Similarly, I don’t as a matter of fact believe in the reality of n spatial dimensions with n > 3 but I don’t have any special problem with ‘n-dimensional phase space’ so-called because the mathematical treatment has in reality nothing whatsoever to do with spatial dimensions in the normal sense. Anything that can be quantified (stick a number to), e.g. speed, mass, pressure &c. can be treated as a ‘dimension’ and, since there are certainly more than three types of quantifiable entities, it is up to a point legitimate to  talk of ‘Hilbert Space’, or of ‘n-dimensional space’ — though I still dislike the term because it thoroughly confuses the layman as it is intended to. (In string theory there are supposed to be 8 or 11 spatial dimensions but one is never sure how literally one is to take this and anyway there is to date no evidence at all that they exist.)

Infinity, if it is a meaningful term at all which I doubt, lies outside our normal sense experience and is hardly something that falls within the remit of the natural sciences.
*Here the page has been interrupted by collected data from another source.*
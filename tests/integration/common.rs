use std::fs;
use std::io::Write;
use std::path::{Path, PathBuf};
use std::process::{Command, Output, Stdio};
use std::sync::atomic::{AtomicUsize, Ordering};

use timetable::core::context::AppContext;

pub fn binary_path() -> String {
    let raw = PathBuf::from(env!("CARGO_BIN_EXE_timetable"));
    if raw.is_absolute() {
        return raw.to_string_lossy().to_string();
    }
    let from_manifest = PathBuf::from(env!("CARGO_MANIFEST_DIR")).join(&raw);
    if from_manifest.exists() {
        return from_manifest.to_string_lossy().to_string();
    }
    raw.to_string_lossy().to_string()
}

static COUNTER: AtomicUsize = AtomicUsize::new(0);

pub fn make_temp_dir(prefix: &str) -> PathBuf {
    let dir = std::env::temp_dir().join(format!(
        "{prefix}-{}-{}",
        std::time::SystemTime::now()
            .duration_since(std::time::UNIX_EPOCH)
            .unwrap()
            .as_nanos(),
        COUNTER.fetch_add(1, Ordering::Relaxed)
    ));
    let _ = fs::create_dir_all(&dir);
    dir
}

pub const SAMPLE_ROWS: &str = r#"[
  { "날짜": 20240603, "시작시간": "09:00", "종료시간": "10:00", "활동명": "수학" },
  { "날짜": 20240603, "시작시간": "09:00", "종료시간": "10:30", "활동명": "영어" },
  { "날짜": 20240603, "시작시간": "14:00", "종료시간": "15:00", "활동명": "피아노" },
  { "날짜": 20240605, "시작시간": "10:00", "종료시간": "11:00", "활동명": "미술" },
  { "날짜": 20240605, "종료시간": "12:00", "활동명": "시작 없음" },
  { "날짜": 20240611, "시작시간": "16:00", "종료시간": "17:00", "활동명": "수영", "장소": "체육관" }
]"#;

pub fn write_data(dir: &Path, rows: &str) {
    fs::write(dir.join("data.json"), rows).unwrap();
}

pub fn write_config(dir: &Path, start: Option<&str>, batch: bool) {
    let start = start
        .map(|s| format!("\"{s}\""))
        .unwrap_or_else(|| "null".to_string());
    let batch = if batch { "True" } else { "False" };
    let cfg = format!(
        r#"{{
  "data_file": {{ "value": "data.json", "description": "Activity rows" }},
  "batch_fetch_enabled": {{ "value": "{batch}", "description": "batch" }},
  "title_prefix": {{ "value": "우리집", "description": "prefix" }},
  "start_date": {{ "value": {start}, "description": "start" }},
  "file_logging_enabled": {{ "value": "True", "description": "file logging" }}
}}"#
    );
    fs::write(dir.join("config.json"), cfg).unwrap();
}

/// Data file plus a config pinned to the week of 2024-06-03.
pub fn sample_dir(prefix: &str, batch: bool) -> PathBuf {
    let dir = make_temp_dir(prefix);
    write_data(&dir, SAMPLE_ROWS);
    write_config(&dir, Some("2024-06-05"), batch);
    dir
}

pub fn build_context(dir: &Path) -> AppContext {
    AppContext::new_with_paths(
        dir.join("config.json"),
        dir.join("logs"),
        dir.join("exports"),
    )
    .expect("context should build")
}

pub fn run_with_input(dir: &Path, input: &str) -> Output {
    let mut child = Command::new(binary_path())
        .current_dir(dir)
        .stdin(Stdio::piped())
        .stdout(Stdio::piped())
        .stderr(Stdio::piped())
        .spawn()
        .expect("failed to spawn binary");

    child
        .stdin
        .as_mut()
        .unwrap()
        .write_all(input.as_bytes())
        .unwrap();

    child.wait_with_output().unwrap()
}

fn strip_ansi_and_control(s: &str) -> String {
    let mut out = String::with_capacity(s.len());
    let mut chars = s.chars().peekable();

    while let Some(c) = chars.next() {
        if c == '\x1B' && chars.peek() == Some(&'[') {
            let _ = chars.next();
            for next in chars.by_ref() {
                if next.is_ascii_alphabetic() {
                    break;
                }
            }
            continue;
        }
        if c.is_control() {
            continue;
        }
        out.push(c);
    }

    out
}

pub fn normalized_lines(buf: &[u8]) -> Vec<String> {
    String::from_utf8_lossy(buf)
        .lines()
        .map(|l| {
            let stripped = strip_ansi_and_control(l);
            let trimmed = stripped.trim();
            if let Some(rest) = trimmed.strip_prefix('>') {
                rest.trim().to_string()
            } else {
                trimmed.to_string()
            }
        })
        .filter(|l| !l.is_empty())
        .collect()
}

pub fn read_log_contents(dir: &Path) -> Option<String> {
    let logs_dir = dir.join("logs");
    let mut entries = fs::read_dir(&logs_dir).ok()?;
    let entry = entries.find_map(|e| e.ok())?;
    fs::read_to_string(entry.path()).ok()
}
The Greeks very sensibly would have nothing to do with it : Euclid is careful not to prove that the set of prime numbers is ‘infinite’, only that there is no greatest prime number. As late as the early nineteenth century the greatest mathematician of his time, Gauss, stated categorically, “There is and can be no actual infinity”. But Cantor, the mentally unbalanced founder of Set Theory, really believed in actual infinity ¾ he specifically rejected the concept of ‘potential infinity’ (which is all in practice we need) as inadequate. And hot on his heels Russell, despite being an agnostic and a positivist, introduced into his and Whitehead’s Principia Mathematicae the ridiculous Axiom, “That infinities exist” (RW, *120.03).
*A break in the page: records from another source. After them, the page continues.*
use std::sync::Arc;

use chrono::NaiveDate;
use timetable::calendar::WeekView;
use timetable::core::types::DateKey;
use timetable::loader::WeekLoader;
use timetable::loader::source::{ActivitySource, JsonFileSource};
use timetable::logging::Logger;

use crate::common::{build_context, sample_dir, write_data};

fn june_week() -> WeekView {
    WeekView::containing(NaiveDate::from_ymd_opt(2024, 6, 5).unwrap())
}

fn loader_for(source: JsonFileSource, logger: &Logger) -> WeekLoader {
    WeekLoader::new(Arc::new(source), logger.clone())
}

#[tokio::test]
async fn batch_and_per_day_loads_agree() {
    let dir = sample_dir("loader-agree", true);
    let ctx = build_context(&dir);
    let keys = june_week().keys();
    let logger = Logger::capturing();

    let batch = loader_for(ctx.activity_source().unwrap(), &logger)
        .load(&keys)
        .await;
    let per_day = loader_for(ctx.activity_source().unwrap().with_batch(false), &logger)
        .load(&keys)
        .await;

    assert_eq!(batch, per_day);
    assert_eq!(batch.len(), 7);
    assert_eq!(batch.total_activities(), 5);
    let monday: Vec<&str> = batch
        .day(DateKey(20240603))
        .iter()
        .map(|a| a.name.as_str())
        .collect();
    assert_eq!(monday, vec!["수학", "영어", "피아노"]);
    let wednesday = batch.day(DateKey(20240605));
    assert_eq!(wednesday.last().map(|a| a.name.as_str()), Some("시작 없음"));
}

#[tokio::test]
async fn unknown_columns_survive_loading() {
    let dir = sample_dir("loader-extra", true);
    let ctx = build_context(&dir);
    let source = ctx.activity_source().unwrap();

    let rows = source.fetch_day(DateKey(20240611)).await.unwrap();

    assert_eq!(rows.len(), 1);
    assert_eq!(
        rows[0].extra.get("장소").and_then(|v| v.as_str()),
        Some("체육관")
    );
}

#[tokio::test]
async fn malformed_file_degrades_to_empty_week() {
    let dir = sample_dir("loader-bad", true);
    write_data(&dir, "{ not json");
    let ctx = build_context(&dir);
    let keys = june_week().keys();
    let logger = Logger::capturing();

    let week = loader_for(ctx.activity_source().unwrap(), &logger)
        .load(&keys)
        .await;

    assert_eq!(week.len(), 7);
    assert!(!week.has_any_data());
    assert!(
        logger
            .captured()
            .iter()
            .any(|l| l.contains("Week fetch failed"))
    );
}

#[tokio::test]
async fn per_day_failures_are_logged_per_key() {
    let dir = sample_dir("loader-bad-days", false);
    write_data(&dir, r#"{ "rows": [] }"#);
    let ctx = build_context(&dir);
    let keys = june_week().keys();
    let logger = Logger::capturing();

    let week = loader_for(ctx.activity_source().unwrap(), &logger)
        .load(&keys)
        .await;

    assert!(!week.has_any_data());
    let lines = logger.captured();
    assert!(lines.iter().any(|l| l.contains("falling back to per-day")));
    let day_failures = lines
        .iter()
        .filter(|l| l.contains("Day fetch failed") && l.contains("JSON array"))
        .count();
    assert_eq!(day_failures, 7);
}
The belief in ‘infinite sets’ only comes about  because of a failure to distinguish between ‘definite’ sets  and what I call ‘indefinitely extendable’ sets. A ‘definite’ set is fully constituted once and for all, and its members are, at least in theory, listable, one, two, three…… There is also a last member (though the actual choice of which member comes at the bottom of the list is usually arbitrary). An ‘indefinitely extendable set’ cannot be listed ‘once and for all’ because it is capable of being extended. The following anecdote will perhaps make clearer what I am driving at.
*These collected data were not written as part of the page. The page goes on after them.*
//! Printable HTML rendering of a [`TableView`].

use maud::{DOCTYPE, Markup, PreEscaped, html};
use strum::IntoEnumIterator;

use crate::calendar::WeekLabel;
use crate::ui::palette::PastelColor;
use crate::ui::view::{CellView, RowView, TableView};

const BASE_CSS: &str = r#"
body { font-family: "Noto Sans KR", "Apple SD Gothic Neo", sans-serif; margin: 24px; color: #333; }
header { text-align: center; margin-bottom: 16px; }
h1 { font-size: 20px; margin: 0 0 4px; }
.range { color: #777; font-size: 14px; }
table.timetable { width: 100%; border-collapse: collapse; table-layout: fixed; }
.timetable th, .timetable td { border: 1px solid #ddd; padding: 6px; vertical-align: top; text-align: center; }
.timetable th { background: #f6f6f6; font-weight: 600; }
.timetable th.period { width: 56px; }
.cell-empty { color: #bbb; }
.time { font-size: 12px; color: #666; margin-bottom: 4px; }
.tag { display: inline-block; border-radius: 10px; padding: 2px 8px; margin: 2px; font-size: 13px; }
@media print {
  body { margin: 0; }
  table.timetable { page-break-inside: auto; }
  tr { page-break-inside: avoid; page-break-after: auto; }
  thead { display: table-header-group; }
}
"#;

/// Palette rules, one class per pastel color.
fn palette_css() -> String {
    PastelColor::iter()
        .map(|color| {
            let (bg, fg) = color.css();
            format!(".{color} {{ background: {bg}; color: {fg}; }}\n")
        })
        .collect()
}

pub fn render_document(label: &WeekLabel, table: &TableView) -> Markup {
    html! {
        (DOCTYPE)
        html lang="ko" {
            head {
                meta charset="UTF-8";
                title { (label.title) }
                style { (PreEscaped(BASE_CSS)) (PreEscaped(palette_css())) }
            }
            body {
                header {
                    h1 { (label.title) }
                    div.range { (label.range) }
                }
                (render_table(table))
            }
        }
    }
}

pub fn render_table(table: &TableView) -> Markup {
    html! {
        table.timetable {
            thead {
                tr {
                    th.period { (table.period_header) }
                    @for header in &table.day_headers {
                        th { (header) }
                    }
                }
            }
            tbody {
                @for row in &table.rows {
                    (render_row(row))
                }
            }
        }
    }
}

fn render_row(row: &RowView) -> Markup {
    html! {
        tr {
            th.period { (row.label) }
            @for cell in &row.cells {
                @match cell {
                    CellView::Empty { glyph, tooltip } => {
                        td.cell-empty title=(tooltip) { (glyph) }
                    }
                    CellView::Filled { time_range, tags, tooltip } => {
                        td.cell-filled title=(tooltip) {
                            div.time { (time_range) }
                            @for tag in tags {
                                span class={ "tag " (tag.color.to_string()) } title=(tag.tooltip) { (tag.name) }
                            }
                        }
                    }
                }
            }
        }
    }
}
Two schoolboy philosopher meet up during the lunch break. Sceptic  exclaims, “You know, there’s not a single thing I’m sure about!” His companion rejoins, “Ah! but there is one thing at least you’re sure about, and that is that you aren’t sure about anything!” This rather floors Sceptic —  for the moment.

But in fact there is no contradiction. Sceptic’s first statement only referred to the fully definite set of all beliefs he had actually considered up to that moment, and a standpoint of all-round scepticism was  not one of them. It would be quite perverse to consider his first statement as referring to the collection of all possible beliefs he as a human individual might conceivably entertain. The belief  “I don’t believe in anything” was not, at the beginning of the discussion, a member of the Set of All Beliefs Sceptic Had Considered So Far (a definite set) but after the end of the conversation it was. His first statement was time and context dependent : it was not an intemporal assertion.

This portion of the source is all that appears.